Aim of the task: Read the lines below and count those that have the word "Hash". Respond with the number only.

Supplied entries:
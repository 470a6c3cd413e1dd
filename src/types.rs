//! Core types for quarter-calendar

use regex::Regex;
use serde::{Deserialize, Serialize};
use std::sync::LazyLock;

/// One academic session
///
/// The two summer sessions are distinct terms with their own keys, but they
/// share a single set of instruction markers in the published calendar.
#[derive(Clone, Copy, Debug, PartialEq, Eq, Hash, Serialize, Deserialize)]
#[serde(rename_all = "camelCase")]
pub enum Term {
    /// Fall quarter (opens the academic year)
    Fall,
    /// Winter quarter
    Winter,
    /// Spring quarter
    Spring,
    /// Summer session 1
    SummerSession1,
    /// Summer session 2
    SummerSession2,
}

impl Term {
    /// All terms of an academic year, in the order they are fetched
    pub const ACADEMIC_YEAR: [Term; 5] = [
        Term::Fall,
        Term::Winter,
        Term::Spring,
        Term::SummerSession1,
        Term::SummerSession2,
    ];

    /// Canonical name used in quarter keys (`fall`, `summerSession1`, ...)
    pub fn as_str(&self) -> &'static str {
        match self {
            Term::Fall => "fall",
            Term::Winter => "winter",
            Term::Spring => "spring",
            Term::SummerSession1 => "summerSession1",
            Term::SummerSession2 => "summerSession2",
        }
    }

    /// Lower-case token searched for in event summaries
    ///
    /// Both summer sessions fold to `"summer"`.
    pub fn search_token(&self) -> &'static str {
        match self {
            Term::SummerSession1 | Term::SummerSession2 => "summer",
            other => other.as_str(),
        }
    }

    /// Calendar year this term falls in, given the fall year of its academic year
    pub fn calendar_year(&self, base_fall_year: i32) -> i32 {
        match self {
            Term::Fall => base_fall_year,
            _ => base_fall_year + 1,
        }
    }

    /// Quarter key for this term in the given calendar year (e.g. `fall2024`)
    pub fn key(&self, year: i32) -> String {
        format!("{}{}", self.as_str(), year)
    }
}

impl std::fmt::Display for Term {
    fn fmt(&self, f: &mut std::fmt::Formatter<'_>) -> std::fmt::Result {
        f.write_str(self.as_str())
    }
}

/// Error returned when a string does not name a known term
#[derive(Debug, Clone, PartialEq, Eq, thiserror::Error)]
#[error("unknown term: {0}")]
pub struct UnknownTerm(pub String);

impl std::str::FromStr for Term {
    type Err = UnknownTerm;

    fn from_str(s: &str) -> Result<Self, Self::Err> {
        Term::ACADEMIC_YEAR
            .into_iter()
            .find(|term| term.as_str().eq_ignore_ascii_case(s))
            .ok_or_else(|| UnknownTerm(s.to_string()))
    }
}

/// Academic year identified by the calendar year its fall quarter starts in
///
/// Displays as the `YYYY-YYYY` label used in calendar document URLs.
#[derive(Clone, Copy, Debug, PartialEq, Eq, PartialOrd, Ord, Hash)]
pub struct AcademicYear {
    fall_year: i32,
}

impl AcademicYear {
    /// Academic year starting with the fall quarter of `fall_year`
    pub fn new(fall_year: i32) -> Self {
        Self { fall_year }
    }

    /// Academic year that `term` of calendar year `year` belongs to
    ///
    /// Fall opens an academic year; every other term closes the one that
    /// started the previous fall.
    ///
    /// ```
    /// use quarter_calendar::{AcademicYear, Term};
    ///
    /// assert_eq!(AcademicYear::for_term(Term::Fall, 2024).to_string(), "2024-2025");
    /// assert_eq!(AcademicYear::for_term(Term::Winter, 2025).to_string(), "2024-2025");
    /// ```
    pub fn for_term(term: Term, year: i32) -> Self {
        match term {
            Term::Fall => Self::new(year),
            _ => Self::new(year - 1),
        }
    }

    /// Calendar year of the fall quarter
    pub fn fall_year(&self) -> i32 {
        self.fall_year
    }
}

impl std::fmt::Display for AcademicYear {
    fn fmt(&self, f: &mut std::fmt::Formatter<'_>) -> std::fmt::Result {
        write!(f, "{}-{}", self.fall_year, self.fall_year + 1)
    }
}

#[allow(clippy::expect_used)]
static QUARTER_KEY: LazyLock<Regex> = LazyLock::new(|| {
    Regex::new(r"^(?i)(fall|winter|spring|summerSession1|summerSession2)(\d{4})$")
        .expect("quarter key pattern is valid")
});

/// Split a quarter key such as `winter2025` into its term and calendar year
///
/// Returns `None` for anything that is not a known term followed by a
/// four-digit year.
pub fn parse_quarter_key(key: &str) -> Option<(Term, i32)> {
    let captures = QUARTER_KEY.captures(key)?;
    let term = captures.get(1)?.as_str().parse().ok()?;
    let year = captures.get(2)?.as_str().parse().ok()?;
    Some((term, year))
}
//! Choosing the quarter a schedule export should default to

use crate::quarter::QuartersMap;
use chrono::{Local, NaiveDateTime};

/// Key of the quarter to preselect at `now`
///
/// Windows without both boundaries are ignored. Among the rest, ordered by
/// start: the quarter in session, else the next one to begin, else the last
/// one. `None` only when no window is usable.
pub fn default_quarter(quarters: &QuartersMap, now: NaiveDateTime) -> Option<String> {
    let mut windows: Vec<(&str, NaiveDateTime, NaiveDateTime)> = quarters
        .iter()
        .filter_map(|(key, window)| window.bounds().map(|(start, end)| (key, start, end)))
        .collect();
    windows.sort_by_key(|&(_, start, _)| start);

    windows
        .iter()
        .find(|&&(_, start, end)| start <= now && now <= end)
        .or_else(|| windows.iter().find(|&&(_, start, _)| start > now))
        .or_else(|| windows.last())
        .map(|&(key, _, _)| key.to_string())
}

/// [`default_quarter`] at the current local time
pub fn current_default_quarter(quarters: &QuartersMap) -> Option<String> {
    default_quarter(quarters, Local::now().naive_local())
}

==

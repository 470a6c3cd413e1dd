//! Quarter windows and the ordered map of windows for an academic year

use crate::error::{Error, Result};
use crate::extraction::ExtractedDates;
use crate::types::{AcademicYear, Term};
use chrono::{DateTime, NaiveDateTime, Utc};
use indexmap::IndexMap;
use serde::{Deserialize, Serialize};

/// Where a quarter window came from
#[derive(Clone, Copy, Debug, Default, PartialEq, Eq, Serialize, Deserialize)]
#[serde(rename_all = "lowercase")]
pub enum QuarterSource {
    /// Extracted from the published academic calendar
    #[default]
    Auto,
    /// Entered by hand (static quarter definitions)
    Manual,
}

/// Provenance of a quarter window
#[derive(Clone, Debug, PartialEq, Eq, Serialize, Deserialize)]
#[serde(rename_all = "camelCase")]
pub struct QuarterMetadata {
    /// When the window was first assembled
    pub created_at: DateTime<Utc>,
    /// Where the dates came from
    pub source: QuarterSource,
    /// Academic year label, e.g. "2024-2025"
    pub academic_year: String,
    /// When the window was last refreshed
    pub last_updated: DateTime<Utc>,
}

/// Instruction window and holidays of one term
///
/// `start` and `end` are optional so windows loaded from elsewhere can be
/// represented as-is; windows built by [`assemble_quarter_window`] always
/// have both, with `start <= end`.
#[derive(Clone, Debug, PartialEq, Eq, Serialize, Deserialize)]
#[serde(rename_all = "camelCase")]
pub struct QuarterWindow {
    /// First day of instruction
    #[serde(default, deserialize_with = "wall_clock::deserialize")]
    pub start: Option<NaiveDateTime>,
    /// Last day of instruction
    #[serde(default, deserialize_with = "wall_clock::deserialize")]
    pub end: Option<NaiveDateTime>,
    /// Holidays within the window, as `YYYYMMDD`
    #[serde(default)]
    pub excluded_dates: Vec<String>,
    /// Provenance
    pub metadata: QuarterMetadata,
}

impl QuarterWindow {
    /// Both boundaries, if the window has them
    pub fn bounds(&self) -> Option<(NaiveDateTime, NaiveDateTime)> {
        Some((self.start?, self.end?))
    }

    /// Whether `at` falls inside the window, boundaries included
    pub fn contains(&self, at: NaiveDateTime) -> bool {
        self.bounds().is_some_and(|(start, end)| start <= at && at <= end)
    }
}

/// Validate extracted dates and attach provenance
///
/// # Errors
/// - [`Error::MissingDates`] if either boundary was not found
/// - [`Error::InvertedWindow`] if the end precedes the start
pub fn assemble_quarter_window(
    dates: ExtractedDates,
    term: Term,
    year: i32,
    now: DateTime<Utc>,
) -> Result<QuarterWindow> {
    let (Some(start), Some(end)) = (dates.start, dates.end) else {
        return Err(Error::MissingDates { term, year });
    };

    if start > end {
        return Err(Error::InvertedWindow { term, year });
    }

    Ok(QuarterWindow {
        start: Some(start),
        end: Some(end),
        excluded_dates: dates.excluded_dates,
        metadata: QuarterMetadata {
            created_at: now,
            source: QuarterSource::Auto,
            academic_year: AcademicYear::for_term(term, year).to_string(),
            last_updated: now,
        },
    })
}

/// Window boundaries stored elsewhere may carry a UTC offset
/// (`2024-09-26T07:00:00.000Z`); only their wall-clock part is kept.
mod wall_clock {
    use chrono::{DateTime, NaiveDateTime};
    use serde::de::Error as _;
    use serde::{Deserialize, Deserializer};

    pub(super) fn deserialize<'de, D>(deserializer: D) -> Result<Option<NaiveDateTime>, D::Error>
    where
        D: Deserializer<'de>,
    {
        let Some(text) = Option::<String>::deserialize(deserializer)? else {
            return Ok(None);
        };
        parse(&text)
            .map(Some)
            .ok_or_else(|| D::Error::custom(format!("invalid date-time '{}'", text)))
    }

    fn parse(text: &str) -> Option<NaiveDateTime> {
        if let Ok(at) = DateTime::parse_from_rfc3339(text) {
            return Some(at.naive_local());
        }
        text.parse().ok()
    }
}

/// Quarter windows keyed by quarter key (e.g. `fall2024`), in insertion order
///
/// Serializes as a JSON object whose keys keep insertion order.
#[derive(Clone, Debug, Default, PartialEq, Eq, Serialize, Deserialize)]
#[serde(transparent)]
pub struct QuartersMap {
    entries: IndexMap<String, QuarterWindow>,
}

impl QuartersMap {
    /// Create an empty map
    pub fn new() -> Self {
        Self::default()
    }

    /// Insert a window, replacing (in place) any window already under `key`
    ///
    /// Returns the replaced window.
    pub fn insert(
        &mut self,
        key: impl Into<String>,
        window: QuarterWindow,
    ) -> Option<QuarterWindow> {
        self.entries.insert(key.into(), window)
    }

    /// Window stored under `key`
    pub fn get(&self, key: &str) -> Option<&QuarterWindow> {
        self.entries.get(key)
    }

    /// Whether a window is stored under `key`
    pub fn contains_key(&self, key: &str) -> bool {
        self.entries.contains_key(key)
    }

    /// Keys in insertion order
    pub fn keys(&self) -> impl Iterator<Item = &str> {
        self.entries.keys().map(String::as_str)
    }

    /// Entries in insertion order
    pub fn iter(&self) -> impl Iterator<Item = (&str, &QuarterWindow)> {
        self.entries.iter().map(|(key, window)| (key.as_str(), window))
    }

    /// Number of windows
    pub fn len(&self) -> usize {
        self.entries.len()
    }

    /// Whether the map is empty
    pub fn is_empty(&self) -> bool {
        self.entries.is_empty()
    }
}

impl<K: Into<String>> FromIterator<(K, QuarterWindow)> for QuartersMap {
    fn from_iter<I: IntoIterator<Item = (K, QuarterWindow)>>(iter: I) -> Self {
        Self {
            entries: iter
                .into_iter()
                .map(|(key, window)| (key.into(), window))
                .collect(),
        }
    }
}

The completed task: 2